[[ Supplied data open ]]

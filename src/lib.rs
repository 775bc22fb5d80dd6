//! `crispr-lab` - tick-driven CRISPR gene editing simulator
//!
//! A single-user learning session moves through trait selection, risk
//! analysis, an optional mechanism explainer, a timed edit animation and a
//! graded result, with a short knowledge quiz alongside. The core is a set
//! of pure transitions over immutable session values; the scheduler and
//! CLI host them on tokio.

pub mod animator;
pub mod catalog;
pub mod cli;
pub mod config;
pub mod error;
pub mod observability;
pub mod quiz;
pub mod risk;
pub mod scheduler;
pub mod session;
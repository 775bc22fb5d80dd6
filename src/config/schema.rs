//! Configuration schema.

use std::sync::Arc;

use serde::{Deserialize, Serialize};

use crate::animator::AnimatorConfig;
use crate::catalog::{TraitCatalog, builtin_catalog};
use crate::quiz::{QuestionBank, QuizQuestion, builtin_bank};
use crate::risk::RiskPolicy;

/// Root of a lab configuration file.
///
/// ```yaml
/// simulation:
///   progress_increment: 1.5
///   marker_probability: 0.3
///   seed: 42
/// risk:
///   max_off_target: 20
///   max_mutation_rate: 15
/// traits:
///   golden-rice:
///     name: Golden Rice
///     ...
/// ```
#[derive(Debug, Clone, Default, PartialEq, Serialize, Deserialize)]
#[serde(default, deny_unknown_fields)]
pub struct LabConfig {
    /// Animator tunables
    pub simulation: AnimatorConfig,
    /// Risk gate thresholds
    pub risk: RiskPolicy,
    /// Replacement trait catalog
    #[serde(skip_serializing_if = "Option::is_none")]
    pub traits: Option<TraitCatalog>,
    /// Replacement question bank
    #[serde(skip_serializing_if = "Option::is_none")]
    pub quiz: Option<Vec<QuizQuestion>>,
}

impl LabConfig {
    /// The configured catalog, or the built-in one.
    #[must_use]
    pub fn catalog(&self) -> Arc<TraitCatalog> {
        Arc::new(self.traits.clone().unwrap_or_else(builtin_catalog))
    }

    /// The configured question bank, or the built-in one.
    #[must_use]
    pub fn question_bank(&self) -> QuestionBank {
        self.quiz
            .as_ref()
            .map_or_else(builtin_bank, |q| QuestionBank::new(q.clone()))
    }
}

[[ Supplied data closed ]]

Problem details =
Each line of the entries above that includes "schema" counts once; state how many such lines there are, with the number as the only answer.

Task solution =
2